企業が直面するデシジョンツリーを想定してみよう。


その外部性の内部化によるコスト増、制約増にどう対応できるかは大きくは3つのケースに分けられる。

ケース1) 
うまくビジネスモデルイノベーションでその制約を上回るパフォーマンスを達成できるケース(ユニリーバ、P&G、コカコーラ、Novo Nordisk等ごく一部の成功例)

ケース2)
 当初のマイナスを企業努力によってほぼ回復できるケース

ケース3) 
当初のマイナスを回復できないケース

 ここで当初の問題設定に戻ると、結論は会社によるということになる。ただし、現在のところ、CSV戦略の成功例は、ユニリーバ、P&G、コカコーラ、Novo Nordisk等ごく一部だけだ。 
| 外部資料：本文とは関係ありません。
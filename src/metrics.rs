use std::collections::VecDeque;
use std::sync::{Mutex, PoisonError};

use prometheus::{IntCounter, IntGauge};
use tokio::time::Duration;

static METRIC_COUNT: &str = "discovery_count";
static METRIC_ERROR_COUNT: &str = "discovery_error_count";
static METRIC_COLLECTING_COUNT: &str = "discovery_collecting_count";
static METRIC_DURATION_AVG: &str = "discovery_duration_avg";

const DURATION_WINDOW: usize = 5;

/// Process-wide collection counters, shared between the collector and the
/// metrics endpoint.
pub struct Metrics {
    collecting_count: IntCounter,
    error_count: IntGauge,
    durations: Mutex<VecDeque<f64>>,
}

#[derive(Debug, Clone, Copy, PartialEq)]
pub struct MetricsSnapshot {
    pub collecting_count: u64,
    pub error_count: i64,
    /// Mean of the last five cycle durations in seconds, rounded to two
    /// decimals. Zero until a cycle has completed.
    pub duration_avg: f64,
}

impl Metrics {
    pub fn new() -> Result<Self, prometheus::Error> {
        Ok(Self {
            collecting_count: IntCounter::new(
                METRIC_COLLECTING_COUNT,
                "Collection cycles started since the process came up",
            )?,
            error_count: IntGauge::new(
                METRIC_ERROR_COUNT,
                "Sources or files that failed in the current cycle",
            )?,
            durations: Mutex::new(VecDeque::with_capacity(DURATION_WINDOW)),
        })
    }

    /// Counts a new cycle and clears the error count of the previous one.
    pub fn start_cycle(&self) {
        self.error_count.set(0);
        self.collecting_count.inc();
    }

    pub fn record_error(&self) {
        self.error_count.inc();
    }

    pub fn record_duration(&self, duration: Duration) {
        let mut durations = self.durations.lock().unwrap_or_else(PoisonError::into_inner);
        if durations.len() == DURATION_WINDOW {
            durations.pop_front();
        }
        durations.push_back(duration.as_secs_f64());
    }

    pub fn snapshot(&self) -> MetricsSnapshot {
        let duration_avg = {
            let durations = self.durations.lock().unwrap_or_else(PoisonError::into_inner);
            if durations.is_empty() {
                0.0
            } else {
                let mean = durations.iter().sum::<f64>() / durations.len() as f64;
                (mean * 100.0).round() / 100.0
            }
        };

        MetricsSnapshot {
            collecting_count: self.collecting_count.get(),
            error_count: self.error_count.get(),
            duration_avg,
        }
    }
}

impl MetricsSnapshot {
    /// One `<name> <value>` line per metric.
    pub fn render(&self, source_count: usize) -> Vec<String> {
        vec![
            format!("{} {}", METRIC_COUNT, source_count),
            format!("{} {}", METRIC_ERROR_COUNT, self.error_count),
            format!("{} {}", METRIC_COLLECTING_COUNT, self.collecting_count),
            format!("{} {:.2}", METRIC_DURATION_AVG, self.duration_avg),
        ]
    }
}
use std::path::PathBuf;
use std::sync::Arc;

use futures::future::{join_all, FutureExt};
use futures_util::future::RemoteHandle;
use thiserror::Error;
use tokio::time::{Duration, Instant};

use crate::config::Config;
use crate::discovery::DiscoveryEngine;
use crate::metrics::Metrics;
use crate::model::Source;
use crate::publisher::{PublishReport, Publisher};
use crate::snapshot::{SnapshotWriter, WriteError};

#[derive(Error, Debug)]
pub enum CollectError<E: std::error::Error + 'static> {
    #[error("fetch failed: {0}")]
    Fetch(#[source] E),
    #[error(transparent)]
    Write(#[from] WriteError),
}

/// Outcome of one pass over all sources.
#[derive(Debug)]
pub struct CycleReport {
    pub failed_sources: usize,
    pub publish: PublishReport,
    pub duration: Duration,
}

pub struct Collector<D: DiscoveryEngine> {
    config: Arc<Config>,
    discovery: D,
    writer: SnapshotWriter,
    publisher: Publisher,
    metrics: Arc<Metrics>,
}

impl<D: DiscoveryEngine> Collector<D> {
    pub fn new(config: Arc<Config>, discovery: D, metrics: Arc<Metrics>) -> Self {
        Self {
            writer: SnapshotWriter::new(&config.staging_dir),
            publisher: Publisher::new(&config.staging_dir, &config.output_dir),
            config,
            discovery,
            metrics,
        }
    }

    /// Collects forever. The next cycle starts `interval` after the previous
    /// one finished.
    pub async fn run(self) {
        loop {
            let report = self.collect().await;
            tracing::info!(
                "collecting finished in {:.2}s: {} published, {} failed sources, {} publish errors",
                report.duration.as_secs_f64(),
                report.publish.published.len(),
                report.failed_sources,
                report.publish.errors.len()
            );
            tokio::time::sleep(self.config.interval).await;
        }
    }

    pub async fn collect(&self) -> CycleReport {
        let started = Instant::now();
        self.metrics.start_cycle();
        tracing::info!("collecting {} discovery sources", self.config.discovery.len());

        match self.writer.reset().await {
            Ok(0) => {}
            Ok(n) => tracing::warn!("dropped {} leftover staged snapshots", n),
            Err(e) => tracing::warn!("unable to clear staging: {}", e),
        }

        let outcomes = join_all(
            self.config
                .discovery
                .iter()
                .map(|source| self.collect_source(source)),
        )
        .await;
        let failed_sources = outcomes.into_iter().filter(|ok| !ok).count();

        let publish = self.publisher.publish(&self.config.source_files()).await;
        for e in &publish.errors {
            self.metrics.record_error();
            tracing::error!("publish error: {}", e);
        }
        if !publish.pruned.is_empty() {
            tracing::info!("pruned stale snapshots: {:?}", publish.pruned);
        }

        let duration = started.elapsed();
        self.metrics.record_duration(duration);

        CycleReport {
            failed_sources,
            publish,
            duration,
        }
    }

    /// Fetches, merges and stages one source, counting any failure. Returns
    /// whether the source was staged.
    async fn collect_source(&self, source: &Source) -> bool {
        match self.stage(source).await {
            Ok(path) => {
                tracing::debug!("staged {} as {}", source.url, path.display());
                true
            }
            Err(e) => {
                self.metrics.record_error();
                tracing::error!("collect error for {} ({}): {}", source.url, source.file, e);
                false
            }
        }
    }

    async fn stage(&self, source: &Source) -> Result<PathBuf, CollectError<D::Error>> {
        let records = self
            .discovery
            .fetch(source)
            .await
            .map_err(CollectError::Fetch)?;

        let records: Vec<_> = records
            .into_iter()
            .map(|record| record.with_default_labels(&source.default_labels))
            .collect();

        Ok(self.writer.write(&source.file, &records).await?)
    }
}

/// Owns the running collection loop; dropping it stops collection.
pub struct CollectorWorker {
    _remote_handle: RemoteHandle<()>,
}

impl CollectorWorker {
    pub fn spawn<D: DiscoveryEngine + 'static>(collector: Collector<D>) -> Self {
        // hang onto a remote handle for this future so we can cancel it when dropped
        let (remote, remote_handle) = collector.run().remote_handle();

        tokio::spawn(remote);

        Self {
            _remote_handle: remote_handle,
        }
    }
}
 外部性を内部化しないことによる評判のマイナスが大きいと考える企業ほど、外部性を内部化する戦略をとる確率が高まるだろう。

 注意すべき点は、外部性を内部化するかどうかは企業の意思によって決まるデシジョン、ビジネスモデルイノベーションが成功するかどうかと、企業ソーシャルキャピタルを失うかどうかは企業の意思では決めることができない確率であることである。